Stored items

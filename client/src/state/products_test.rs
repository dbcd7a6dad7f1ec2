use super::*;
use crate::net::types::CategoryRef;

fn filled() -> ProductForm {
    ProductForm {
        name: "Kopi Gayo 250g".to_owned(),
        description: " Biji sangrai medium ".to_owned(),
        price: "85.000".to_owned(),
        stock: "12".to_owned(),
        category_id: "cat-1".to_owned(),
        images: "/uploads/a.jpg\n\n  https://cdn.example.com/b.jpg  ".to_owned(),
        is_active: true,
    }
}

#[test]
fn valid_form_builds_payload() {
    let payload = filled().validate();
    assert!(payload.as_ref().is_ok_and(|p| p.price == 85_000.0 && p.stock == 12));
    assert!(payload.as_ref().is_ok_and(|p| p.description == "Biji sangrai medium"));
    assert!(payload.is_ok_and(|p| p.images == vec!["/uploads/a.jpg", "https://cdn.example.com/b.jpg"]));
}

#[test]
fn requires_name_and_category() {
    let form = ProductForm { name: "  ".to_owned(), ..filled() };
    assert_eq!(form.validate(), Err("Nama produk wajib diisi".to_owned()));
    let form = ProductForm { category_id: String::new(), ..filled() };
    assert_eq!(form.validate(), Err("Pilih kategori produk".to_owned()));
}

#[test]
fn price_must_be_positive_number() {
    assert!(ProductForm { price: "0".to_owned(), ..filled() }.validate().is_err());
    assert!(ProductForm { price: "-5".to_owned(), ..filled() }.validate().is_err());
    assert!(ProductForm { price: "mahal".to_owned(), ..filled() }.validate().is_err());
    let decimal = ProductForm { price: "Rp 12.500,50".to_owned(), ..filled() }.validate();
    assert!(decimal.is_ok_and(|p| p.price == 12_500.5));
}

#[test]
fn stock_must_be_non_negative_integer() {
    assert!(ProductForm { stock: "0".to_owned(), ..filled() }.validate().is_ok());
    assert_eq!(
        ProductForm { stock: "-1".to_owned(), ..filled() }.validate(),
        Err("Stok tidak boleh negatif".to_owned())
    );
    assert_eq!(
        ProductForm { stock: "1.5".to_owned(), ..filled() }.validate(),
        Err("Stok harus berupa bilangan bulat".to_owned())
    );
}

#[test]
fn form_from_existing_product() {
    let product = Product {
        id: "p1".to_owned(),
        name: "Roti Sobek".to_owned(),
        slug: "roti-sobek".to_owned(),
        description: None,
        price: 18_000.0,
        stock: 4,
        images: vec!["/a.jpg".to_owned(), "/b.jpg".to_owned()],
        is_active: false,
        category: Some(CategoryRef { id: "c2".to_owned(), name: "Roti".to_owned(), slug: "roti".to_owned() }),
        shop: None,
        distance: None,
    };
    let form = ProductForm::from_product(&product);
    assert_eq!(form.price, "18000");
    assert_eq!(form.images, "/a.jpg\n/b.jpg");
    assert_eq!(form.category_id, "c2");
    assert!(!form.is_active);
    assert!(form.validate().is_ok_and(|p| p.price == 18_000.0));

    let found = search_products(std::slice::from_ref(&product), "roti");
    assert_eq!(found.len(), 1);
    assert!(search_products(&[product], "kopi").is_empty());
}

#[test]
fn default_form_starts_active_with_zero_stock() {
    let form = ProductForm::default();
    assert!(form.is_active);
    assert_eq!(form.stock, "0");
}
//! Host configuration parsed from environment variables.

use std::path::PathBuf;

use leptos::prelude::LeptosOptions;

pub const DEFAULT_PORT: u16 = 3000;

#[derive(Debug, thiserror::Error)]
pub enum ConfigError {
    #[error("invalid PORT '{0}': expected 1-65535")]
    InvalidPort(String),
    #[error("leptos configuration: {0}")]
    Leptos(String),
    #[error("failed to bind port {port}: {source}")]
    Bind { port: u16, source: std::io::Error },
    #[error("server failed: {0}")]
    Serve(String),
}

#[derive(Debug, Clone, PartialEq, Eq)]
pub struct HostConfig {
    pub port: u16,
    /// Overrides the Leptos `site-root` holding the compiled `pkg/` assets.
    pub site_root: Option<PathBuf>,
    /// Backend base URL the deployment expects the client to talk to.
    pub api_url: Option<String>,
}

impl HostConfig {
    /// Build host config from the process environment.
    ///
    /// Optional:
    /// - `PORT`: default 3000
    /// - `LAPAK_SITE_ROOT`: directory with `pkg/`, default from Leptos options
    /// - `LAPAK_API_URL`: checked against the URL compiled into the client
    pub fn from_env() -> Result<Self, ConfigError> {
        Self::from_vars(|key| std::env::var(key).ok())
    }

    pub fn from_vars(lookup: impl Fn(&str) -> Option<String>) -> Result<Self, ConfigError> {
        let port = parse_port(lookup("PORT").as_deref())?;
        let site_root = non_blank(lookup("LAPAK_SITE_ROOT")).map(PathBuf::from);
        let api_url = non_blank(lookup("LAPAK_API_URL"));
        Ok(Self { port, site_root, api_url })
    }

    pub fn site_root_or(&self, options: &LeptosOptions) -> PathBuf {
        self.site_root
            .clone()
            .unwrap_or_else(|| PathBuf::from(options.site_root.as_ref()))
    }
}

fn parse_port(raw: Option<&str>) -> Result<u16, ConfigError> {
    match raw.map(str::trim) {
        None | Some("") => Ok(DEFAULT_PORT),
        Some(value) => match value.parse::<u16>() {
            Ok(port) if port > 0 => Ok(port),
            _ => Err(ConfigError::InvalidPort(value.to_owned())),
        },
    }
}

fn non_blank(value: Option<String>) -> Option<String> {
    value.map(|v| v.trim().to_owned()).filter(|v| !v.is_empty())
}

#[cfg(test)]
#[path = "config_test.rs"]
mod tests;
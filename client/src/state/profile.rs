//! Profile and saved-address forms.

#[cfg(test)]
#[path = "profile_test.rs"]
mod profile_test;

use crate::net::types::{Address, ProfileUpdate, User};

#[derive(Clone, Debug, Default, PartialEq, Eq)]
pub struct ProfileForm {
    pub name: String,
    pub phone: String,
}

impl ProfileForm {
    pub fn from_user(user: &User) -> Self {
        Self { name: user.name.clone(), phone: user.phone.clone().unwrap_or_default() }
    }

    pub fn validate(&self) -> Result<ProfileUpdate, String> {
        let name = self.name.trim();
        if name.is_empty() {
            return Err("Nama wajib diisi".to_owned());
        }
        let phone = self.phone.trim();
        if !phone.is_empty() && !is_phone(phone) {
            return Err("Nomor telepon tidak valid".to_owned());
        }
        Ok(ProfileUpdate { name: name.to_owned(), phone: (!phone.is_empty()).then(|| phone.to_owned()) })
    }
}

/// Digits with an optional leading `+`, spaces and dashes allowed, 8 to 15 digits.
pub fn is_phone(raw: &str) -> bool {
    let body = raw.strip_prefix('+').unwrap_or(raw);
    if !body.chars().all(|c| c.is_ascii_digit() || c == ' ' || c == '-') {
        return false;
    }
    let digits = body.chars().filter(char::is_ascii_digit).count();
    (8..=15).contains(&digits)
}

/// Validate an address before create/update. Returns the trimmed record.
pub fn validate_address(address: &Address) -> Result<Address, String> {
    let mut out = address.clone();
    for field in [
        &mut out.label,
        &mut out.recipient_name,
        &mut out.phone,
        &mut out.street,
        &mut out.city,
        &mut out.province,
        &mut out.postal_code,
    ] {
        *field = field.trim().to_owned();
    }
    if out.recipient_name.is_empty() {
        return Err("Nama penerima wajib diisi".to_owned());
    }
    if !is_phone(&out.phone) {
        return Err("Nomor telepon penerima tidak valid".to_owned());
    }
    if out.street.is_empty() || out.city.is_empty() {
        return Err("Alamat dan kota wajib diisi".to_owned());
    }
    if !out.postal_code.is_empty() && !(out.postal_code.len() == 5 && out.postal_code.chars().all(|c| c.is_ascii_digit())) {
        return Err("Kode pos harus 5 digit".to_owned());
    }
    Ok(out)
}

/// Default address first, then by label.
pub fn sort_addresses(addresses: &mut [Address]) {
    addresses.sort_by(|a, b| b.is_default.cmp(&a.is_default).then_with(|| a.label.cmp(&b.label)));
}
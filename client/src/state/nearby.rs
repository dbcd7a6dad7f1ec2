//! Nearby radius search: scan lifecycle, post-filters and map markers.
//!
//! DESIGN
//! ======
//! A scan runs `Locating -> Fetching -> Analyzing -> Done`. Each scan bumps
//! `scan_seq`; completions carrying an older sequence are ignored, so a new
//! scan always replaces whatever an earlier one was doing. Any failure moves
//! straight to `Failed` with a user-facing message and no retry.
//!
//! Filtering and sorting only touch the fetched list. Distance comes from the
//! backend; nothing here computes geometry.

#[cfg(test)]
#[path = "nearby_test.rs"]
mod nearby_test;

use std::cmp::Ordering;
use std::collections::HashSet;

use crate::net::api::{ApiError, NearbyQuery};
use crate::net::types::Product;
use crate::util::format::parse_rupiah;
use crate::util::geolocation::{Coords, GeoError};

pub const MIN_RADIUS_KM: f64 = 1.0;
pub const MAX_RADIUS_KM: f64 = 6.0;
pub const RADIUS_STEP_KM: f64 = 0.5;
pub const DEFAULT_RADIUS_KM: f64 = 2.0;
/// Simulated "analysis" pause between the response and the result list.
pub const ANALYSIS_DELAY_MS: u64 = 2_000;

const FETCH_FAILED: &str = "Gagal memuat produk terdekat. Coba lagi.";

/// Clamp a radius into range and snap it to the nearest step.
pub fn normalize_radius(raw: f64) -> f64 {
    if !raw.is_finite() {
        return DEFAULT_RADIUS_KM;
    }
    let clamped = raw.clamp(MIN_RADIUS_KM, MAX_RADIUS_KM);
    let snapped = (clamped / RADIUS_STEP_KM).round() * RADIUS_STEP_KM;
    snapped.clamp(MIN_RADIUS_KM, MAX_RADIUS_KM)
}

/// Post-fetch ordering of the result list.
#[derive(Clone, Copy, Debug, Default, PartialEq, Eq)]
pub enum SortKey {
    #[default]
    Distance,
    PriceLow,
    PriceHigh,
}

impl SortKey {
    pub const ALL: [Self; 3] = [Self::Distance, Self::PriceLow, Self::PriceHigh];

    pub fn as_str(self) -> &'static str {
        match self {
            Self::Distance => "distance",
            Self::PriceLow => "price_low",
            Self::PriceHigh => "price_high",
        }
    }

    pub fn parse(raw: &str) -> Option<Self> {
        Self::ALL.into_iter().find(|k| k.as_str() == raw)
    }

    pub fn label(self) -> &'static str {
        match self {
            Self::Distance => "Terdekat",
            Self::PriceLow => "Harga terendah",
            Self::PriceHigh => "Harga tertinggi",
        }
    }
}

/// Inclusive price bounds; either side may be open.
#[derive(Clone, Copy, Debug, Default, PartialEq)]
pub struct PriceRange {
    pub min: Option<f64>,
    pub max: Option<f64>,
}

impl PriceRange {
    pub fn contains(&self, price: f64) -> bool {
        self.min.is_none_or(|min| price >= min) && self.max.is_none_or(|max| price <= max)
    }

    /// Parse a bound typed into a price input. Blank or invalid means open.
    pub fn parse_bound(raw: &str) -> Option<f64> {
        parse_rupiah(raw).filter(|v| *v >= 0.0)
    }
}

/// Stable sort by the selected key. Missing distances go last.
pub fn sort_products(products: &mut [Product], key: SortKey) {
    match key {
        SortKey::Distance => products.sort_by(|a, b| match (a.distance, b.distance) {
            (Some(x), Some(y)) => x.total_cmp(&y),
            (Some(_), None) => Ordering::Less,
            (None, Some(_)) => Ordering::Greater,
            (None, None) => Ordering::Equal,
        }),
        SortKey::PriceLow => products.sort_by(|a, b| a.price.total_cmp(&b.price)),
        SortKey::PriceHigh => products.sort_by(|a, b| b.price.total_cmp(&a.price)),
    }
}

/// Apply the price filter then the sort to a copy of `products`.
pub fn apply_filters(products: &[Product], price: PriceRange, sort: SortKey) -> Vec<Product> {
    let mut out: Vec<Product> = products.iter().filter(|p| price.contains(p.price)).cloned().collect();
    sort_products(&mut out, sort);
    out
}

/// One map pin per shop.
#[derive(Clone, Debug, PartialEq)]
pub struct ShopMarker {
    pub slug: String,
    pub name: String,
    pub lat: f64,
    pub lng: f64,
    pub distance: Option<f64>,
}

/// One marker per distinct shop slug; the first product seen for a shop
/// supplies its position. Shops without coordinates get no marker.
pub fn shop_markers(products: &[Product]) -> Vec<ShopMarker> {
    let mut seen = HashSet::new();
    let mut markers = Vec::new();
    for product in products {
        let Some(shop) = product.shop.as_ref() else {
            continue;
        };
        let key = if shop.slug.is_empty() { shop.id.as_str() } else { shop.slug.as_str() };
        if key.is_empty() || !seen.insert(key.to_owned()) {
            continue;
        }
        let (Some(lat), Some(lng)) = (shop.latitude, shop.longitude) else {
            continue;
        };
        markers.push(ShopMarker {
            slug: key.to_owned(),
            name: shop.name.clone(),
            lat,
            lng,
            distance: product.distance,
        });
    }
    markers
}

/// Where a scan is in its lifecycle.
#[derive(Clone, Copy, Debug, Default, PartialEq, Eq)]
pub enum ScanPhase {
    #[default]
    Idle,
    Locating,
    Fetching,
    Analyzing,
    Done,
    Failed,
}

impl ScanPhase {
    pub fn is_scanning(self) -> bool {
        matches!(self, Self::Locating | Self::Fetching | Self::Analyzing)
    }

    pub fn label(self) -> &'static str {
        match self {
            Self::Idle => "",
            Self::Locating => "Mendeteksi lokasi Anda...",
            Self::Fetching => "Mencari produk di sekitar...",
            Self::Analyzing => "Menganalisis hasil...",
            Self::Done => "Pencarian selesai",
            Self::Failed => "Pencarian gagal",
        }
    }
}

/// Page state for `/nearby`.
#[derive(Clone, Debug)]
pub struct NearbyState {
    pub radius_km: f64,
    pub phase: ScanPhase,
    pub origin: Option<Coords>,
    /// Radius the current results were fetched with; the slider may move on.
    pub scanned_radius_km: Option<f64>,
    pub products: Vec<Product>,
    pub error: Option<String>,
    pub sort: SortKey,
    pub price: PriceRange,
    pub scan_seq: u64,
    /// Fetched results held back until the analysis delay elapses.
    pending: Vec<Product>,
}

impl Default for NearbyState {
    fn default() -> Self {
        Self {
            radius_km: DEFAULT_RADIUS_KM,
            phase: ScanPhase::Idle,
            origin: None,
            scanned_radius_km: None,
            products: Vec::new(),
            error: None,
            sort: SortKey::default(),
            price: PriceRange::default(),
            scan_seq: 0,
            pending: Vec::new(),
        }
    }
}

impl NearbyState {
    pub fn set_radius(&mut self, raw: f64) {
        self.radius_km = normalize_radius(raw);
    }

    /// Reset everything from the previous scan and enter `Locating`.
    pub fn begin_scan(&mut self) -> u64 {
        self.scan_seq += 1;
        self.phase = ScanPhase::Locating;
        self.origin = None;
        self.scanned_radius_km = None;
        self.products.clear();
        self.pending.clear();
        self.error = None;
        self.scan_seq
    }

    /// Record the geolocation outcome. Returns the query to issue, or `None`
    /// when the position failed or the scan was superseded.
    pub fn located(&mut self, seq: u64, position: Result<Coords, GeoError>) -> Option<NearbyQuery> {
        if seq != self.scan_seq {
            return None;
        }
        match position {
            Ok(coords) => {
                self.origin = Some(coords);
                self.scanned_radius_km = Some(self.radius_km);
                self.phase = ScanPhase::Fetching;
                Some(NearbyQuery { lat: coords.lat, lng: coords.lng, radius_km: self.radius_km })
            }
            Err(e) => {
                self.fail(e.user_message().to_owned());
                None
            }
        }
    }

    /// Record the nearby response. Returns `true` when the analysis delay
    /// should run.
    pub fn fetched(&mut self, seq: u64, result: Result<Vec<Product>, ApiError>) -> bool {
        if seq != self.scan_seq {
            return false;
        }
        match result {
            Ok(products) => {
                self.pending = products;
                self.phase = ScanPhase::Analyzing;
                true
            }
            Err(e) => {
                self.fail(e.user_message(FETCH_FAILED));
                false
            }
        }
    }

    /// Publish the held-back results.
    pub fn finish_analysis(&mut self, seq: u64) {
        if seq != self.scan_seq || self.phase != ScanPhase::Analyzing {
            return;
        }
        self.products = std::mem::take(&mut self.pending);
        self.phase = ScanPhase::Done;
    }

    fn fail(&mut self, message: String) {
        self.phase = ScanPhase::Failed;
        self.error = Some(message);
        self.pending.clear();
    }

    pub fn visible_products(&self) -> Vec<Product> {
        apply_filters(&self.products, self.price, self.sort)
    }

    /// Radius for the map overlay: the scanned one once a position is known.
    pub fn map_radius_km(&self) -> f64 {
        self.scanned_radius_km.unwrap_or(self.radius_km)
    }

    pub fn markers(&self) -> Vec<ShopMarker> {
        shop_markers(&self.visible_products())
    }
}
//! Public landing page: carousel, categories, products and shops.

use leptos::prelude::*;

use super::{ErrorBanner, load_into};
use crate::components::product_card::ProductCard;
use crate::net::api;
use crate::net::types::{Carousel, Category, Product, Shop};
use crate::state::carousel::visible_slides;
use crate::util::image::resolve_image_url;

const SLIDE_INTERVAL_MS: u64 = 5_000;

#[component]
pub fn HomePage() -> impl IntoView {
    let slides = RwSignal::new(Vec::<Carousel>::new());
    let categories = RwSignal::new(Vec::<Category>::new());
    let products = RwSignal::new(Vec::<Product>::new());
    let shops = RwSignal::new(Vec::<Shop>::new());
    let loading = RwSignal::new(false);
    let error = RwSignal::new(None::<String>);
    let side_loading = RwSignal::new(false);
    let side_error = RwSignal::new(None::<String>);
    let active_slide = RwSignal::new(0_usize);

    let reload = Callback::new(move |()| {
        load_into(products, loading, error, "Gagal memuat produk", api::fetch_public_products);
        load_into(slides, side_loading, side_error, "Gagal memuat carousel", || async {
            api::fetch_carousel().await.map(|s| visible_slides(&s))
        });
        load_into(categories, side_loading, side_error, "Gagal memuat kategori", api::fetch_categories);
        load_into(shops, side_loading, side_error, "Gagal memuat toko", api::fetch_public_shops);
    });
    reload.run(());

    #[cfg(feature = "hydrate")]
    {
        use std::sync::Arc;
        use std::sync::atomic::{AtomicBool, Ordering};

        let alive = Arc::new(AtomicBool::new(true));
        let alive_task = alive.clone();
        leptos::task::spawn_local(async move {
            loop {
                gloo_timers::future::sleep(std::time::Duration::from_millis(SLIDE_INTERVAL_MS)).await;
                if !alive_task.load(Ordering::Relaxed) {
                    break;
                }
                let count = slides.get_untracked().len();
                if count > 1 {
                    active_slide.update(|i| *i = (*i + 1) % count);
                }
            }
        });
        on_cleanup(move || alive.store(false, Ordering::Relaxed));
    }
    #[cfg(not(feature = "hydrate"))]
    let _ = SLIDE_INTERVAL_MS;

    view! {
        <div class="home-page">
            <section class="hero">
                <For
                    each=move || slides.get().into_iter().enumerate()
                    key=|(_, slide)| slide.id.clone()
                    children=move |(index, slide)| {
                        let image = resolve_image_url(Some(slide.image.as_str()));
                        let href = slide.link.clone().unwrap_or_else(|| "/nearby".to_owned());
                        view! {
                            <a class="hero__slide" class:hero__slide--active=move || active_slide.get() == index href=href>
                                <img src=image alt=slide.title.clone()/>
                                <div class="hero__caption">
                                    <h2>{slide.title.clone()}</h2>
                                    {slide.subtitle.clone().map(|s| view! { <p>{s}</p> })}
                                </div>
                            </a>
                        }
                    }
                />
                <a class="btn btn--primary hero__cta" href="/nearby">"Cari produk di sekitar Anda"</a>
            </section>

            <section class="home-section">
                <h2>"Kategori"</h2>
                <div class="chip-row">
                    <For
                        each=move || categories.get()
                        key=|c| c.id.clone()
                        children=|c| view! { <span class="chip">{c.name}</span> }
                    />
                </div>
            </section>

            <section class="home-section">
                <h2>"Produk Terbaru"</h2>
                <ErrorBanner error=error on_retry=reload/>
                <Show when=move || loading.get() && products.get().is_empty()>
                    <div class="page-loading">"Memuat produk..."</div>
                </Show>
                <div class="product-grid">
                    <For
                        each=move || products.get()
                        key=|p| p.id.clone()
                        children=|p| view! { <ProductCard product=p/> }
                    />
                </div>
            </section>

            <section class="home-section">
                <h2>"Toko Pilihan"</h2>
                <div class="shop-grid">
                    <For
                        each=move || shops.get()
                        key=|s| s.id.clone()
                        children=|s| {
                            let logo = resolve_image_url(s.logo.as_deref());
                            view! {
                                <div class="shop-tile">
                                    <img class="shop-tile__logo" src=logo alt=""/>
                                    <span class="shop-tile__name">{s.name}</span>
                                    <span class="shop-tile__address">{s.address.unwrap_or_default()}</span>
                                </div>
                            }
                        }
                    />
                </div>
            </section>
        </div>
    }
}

### TRY IT
Only the lines above starting at the one containing "parse_rupiah(raw).filter(|v| *v >= 0.0)" and ending at the one containing "(Some(x), Some(y)) =>", both included, are to be returned, exactly as they read.

### FINISHED EXERCISE
        parse_rupiah(raw).filter(|v| *v >= 0.0)
    }
}

/// Stable sort by the selected key. Missing distances go last.
pub fn sort_products(products: &mut [Product], key: SortKey) {
    match key {
        SortKey::Distance => products.sort_by(|a, b| match (a.distance, b.distance) {
            (Some(x), Some(y)) => x.total_cmp(&y),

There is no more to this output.